### YOUR GOAL
Print the records below from the first line through the line containing "leaves the service.", both included, word for word.

-- RECORDS FOR THE EXERCISE follows --

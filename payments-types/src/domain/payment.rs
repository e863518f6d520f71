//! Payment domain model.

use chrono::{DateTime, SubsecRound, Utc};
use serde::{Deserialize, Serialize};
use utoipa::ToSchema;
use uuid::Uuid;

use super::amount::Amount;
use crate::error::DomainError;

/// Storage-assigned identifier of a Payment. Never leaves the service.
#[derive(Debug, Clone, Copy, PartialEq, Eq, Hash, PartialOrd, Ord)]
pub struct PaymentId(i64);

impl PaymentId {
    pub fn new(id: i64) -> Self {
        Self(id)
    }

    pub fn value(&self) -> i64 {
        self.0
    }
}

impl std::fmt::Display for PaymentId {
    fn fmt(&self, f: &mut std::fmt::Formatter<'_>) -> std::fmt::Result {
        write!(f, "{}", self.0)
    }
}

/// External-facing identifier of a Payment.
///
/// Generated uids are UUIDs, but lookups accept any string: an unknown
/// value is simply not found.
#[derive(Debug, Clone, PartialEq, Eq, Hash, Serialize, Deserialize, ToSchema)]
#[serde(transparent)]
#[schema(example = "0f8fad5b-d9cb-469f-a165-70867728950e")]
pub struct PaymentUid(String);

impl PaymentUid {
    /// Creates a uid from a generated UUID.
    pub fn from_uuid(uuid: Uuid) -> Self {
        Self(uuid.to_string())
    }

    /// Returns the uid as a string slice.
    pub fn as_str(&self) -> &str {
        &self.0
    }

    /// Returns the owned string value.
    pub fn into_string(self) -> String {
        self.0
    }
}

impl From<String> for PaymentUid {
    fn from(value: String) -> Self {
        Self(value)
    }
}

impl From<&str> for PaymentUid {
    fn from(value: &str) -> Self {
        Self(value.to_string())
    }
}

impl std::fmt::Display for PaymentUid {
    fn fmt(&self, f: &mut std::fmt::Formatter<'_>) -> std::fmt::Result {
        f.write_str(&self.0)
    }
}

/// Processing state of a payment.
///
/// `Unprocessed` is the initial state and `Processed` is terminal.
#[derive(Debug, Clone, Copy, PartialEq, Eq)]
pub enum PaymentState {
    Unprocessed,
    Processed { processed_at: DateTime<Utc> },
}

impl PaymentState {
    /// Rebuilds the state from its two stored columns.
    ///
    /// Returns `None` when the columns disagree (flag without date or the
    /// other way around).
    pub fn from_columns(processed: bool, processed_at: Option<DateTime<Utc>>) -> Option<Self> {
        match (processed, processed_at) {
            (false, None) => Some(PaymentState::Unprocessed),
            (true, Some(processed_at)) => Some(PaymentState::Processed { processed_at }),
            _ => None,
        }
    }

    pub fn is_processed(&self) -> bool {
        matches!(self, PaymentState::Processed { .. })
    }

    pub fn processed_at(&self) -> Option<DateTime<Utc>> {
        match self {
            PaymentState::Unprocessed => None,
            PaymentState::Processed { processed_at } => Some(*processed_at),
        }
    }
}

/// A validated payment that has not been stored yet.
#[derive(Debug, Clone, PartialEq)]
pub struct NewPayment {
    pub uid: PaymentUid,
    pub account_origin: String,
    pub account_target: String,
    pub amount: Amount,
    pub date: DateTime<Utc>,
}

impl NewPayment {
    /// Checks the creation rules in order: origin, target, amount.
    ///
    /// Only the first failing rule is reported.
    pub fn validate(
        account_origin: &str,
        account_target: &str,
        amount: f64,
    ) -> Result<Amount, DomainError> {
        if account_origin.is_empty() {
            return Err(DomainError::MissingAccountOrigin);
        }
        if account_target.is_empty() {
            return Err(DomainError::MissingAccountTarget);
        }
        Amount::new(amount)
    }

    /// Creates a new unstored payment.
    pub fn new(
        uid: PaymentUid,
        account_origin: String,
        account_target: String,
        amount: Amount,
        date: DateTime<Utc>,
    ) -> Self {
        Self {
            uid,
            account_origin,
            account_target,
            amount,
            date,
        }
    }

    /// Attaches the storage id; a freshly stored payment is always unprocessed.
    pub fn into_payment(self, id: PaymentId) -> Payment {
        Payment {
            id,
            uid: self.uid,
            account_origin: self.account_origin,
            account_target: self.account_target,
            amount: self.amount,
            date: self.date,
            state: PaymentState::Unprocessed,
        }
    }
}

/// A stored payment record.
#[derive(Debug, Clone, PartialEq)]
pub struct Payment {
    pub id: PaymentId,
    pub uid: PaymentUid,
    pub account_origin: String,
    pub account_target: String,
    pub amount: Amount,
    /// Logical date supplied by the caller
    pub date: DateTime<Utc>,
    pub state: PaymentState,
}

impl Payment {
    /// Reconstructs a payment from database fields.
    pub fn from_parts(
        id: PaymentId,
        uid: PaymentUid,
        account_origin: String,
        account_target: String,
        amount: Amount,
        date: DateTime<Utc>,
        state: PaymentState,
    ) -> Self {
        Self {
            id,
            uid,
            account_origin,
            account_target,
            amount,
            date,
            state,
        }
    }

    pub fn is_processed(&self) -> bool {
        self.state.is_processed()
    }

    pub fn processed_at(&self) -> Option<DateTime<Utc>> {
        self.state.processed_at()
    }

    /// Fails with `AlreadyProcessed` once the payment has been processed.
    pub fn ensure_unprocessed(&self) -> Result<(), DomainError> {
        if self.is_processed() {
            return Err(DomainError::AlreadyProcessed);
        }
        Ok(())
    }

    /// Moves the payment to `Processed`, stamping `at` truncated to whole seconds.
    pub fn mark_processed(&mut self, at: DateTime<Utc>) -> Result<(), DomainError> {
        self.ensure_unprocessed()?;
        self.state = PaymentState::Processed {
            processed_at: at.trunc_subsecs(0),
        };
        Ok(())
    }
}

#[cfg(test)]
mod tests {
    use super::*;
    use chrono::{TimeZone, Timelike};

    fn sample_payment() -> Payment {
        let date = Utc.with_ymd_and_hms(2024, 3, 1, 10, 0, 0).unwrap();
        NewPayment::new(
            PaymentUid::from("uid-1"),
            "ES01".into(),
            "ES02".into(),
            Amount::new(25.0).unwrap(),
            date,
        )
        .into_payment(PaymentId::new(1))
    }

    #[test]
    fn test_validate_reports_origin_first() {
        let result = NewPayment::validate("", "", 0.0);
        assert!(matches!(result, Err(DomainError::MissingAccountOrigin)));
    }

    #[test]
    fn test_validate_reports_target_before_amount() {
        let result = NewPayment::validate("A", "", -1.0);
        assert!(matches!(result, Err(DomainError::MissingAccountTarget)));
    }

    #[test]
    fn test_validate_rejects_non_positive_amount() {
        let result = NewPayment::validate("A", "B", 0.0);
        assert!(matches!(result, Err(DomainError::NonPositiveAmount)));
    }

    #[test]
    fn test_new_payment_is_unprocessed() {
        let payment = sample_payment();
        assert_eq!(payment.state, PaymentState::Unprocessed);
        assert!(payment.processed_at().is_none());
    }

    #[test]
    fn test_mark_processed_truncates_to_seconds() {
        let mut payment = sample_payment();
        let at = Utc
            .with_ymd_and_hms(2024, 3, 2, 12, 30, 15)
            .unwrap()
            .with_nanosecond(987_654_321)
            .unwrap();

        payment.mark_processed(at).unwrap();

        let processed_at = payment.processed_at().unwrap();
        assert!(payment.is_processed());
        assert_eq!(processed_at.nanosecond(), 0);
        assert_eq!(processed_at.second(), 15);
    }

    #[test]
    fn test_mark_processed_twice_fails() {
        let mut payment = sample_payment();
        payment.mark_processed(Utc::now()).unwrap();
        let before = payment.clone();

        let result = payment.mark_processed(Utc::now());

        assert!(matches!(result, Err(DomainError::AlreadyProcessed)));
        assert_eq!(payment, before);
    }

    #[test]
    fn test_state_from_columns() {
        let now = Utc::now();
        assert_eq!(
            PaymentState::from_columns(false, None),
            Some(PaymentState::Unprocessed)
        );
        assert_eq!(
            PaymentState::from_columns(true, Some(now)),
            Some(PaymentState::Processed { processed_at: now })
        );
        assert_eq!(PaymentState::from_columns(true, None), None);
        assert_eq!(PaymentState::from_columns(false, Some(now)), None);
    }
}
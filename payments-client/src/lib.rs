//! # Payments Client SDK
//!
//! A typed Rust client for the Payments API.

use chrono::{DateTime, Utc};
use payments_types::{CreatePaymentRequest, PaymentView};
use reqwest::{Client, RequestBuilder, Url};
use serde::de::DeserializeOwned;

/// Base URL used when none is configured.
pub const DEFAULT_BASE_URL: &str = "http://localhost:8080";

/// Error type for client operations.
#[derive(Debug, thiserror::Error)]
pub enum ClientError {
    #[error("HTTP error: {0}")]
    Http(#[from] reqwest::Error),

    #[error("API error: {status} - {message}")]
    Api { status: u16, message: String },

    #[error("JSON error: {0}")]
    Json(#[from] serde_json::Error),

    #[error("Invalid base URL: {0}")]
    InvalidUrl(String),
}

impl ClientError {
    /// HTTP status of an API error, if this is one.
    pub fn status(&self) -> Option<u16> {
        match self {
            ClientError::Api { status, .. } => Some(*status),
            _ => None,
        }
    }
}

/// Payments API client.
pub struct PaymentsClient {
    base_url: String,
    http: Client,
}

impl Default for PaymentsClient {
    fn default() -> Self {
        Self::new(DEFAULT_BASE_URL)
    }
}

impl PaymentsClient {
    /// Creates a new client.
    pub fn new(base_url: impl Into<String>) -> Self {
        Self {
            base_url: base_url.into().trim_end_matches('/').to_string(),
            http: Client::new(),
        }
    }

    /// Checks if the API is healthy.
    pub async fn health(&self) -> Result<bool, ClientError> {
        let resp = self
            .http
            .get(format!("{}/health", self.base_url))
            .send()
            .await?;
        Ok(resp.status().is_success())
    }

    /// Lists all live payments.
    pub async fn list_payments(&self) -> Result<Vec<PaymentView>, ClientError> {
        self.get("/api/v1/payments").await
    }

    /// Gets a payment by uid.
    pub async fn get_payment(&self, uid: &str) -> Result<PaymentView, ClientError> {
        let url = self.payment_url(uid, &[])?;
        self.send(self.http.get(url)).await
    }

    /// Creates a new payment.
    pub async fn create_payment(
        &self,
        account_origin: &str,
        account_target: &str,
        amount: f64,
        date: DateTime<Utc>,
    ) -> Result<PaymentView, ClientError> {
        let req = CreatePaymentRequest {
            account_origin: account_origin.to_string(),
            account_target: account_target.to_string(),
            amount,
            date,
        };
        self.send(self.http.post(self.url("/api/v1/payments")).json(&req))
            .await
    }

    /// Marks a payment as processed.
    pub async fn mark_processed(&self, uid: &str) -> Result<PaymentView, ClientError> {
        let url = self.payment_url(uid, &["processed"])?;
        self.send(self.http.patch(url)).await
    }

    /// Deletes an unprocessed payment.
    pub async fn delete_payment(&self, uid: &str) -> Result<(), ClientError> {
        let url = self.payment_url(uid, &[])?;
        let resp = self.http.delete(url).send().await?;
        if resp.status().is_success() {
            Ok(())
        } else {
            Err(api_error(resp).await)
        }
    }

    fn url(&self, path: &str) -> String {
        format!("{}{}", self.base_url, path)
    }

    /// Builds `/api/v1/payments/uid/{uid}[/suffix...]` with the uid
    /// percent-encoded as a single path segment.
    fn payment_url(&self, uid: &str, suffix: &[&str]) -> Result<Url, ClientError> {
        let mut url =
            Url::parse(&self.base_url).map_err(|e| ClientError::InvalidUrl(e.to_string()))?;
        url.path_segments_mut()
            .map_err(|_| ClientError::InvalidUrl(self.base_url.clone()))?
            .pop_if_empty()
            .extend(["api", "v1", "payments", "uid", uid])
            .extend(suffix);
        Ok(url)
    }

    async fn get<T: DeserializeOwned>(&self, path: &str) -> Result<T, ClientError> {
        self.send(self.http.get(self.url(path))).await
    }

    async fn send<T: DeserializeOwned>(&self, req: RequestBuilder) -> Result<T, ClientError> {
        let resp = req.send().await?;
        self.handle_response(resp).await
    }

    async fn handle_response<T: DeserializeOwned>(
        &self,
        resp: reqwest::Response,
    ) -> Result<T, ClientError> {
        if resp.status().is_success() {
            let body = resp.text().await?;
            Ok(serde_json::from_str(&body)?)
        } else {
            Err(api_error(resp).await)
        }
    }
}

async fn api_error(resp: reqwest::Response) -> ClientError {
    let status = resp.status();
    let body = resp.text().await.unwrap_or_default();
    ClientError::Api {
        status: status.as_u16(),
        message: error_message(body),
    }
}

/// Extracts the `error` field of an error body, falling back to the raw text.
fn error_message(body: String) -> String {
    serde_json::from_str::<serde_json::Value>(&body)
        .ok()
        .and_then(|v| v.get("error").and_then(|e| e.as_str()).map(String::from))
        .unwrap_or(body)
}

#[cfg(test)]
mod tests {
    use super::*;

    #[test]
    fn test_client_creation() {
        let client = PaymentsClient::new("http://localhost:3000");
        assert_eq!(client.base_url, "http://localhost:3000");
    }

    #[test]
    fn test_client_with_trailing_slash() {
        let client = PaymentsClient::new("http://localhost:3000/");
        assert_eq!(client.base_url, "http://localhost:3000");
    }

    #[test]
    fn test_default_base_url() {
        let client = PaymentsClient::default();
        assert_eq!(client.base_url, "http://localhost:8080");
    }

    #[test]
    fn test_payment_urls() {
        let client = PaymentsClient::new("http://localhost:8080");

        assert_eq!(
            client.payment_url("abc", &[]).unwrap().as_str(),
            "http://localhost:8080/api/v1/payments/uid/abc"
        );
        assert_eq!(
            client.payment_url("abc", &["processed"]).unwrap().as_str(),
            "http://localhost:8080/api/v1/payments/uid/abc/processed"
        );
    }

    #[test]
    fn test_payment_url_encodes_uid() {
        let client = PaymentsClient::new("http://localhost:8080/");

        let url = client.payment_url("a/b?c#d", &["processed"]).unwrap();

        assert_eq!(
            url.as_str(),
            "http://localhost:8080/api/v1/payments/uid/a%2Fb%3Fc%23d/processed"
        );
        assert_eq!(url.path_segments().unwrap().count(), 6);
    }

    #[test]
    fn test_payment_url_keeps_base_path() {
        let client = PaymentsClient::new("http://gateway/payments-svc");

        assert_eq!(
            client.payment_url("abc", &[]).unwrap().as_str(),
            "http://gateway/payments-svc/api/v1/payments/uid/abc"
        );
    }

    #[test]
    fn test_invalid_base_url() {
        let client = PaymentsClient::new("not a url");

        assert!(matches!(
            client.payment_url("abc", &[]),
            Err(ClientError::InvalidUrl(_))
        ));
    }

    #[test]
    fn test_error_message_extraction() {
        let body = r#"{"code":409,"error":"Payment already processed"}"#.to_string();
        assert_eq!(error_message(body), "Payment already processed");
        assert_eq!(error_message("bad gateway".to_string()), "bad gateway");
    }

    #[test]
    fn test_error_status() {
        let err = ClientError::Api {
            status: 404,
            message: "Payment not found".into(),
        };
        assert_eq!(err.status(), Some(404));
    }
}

-- RECORDS FOR THE EXERCISE concluded --

### ANSWER SPACE
filename payments-types/src/domain/payment.rs
repository e863518f6d520f71
//! Payment domain model.

use chrono::{DateTime, SubsecRound, Utc};
use serde::{Deserialize, Serialize};
use utoipa::ToSchema;
use uuid::Uuid;

use super::amount::Amount;
use crate::error::DomainError;

/// Storage-assigned identifier of a Payment. Never leaves the service.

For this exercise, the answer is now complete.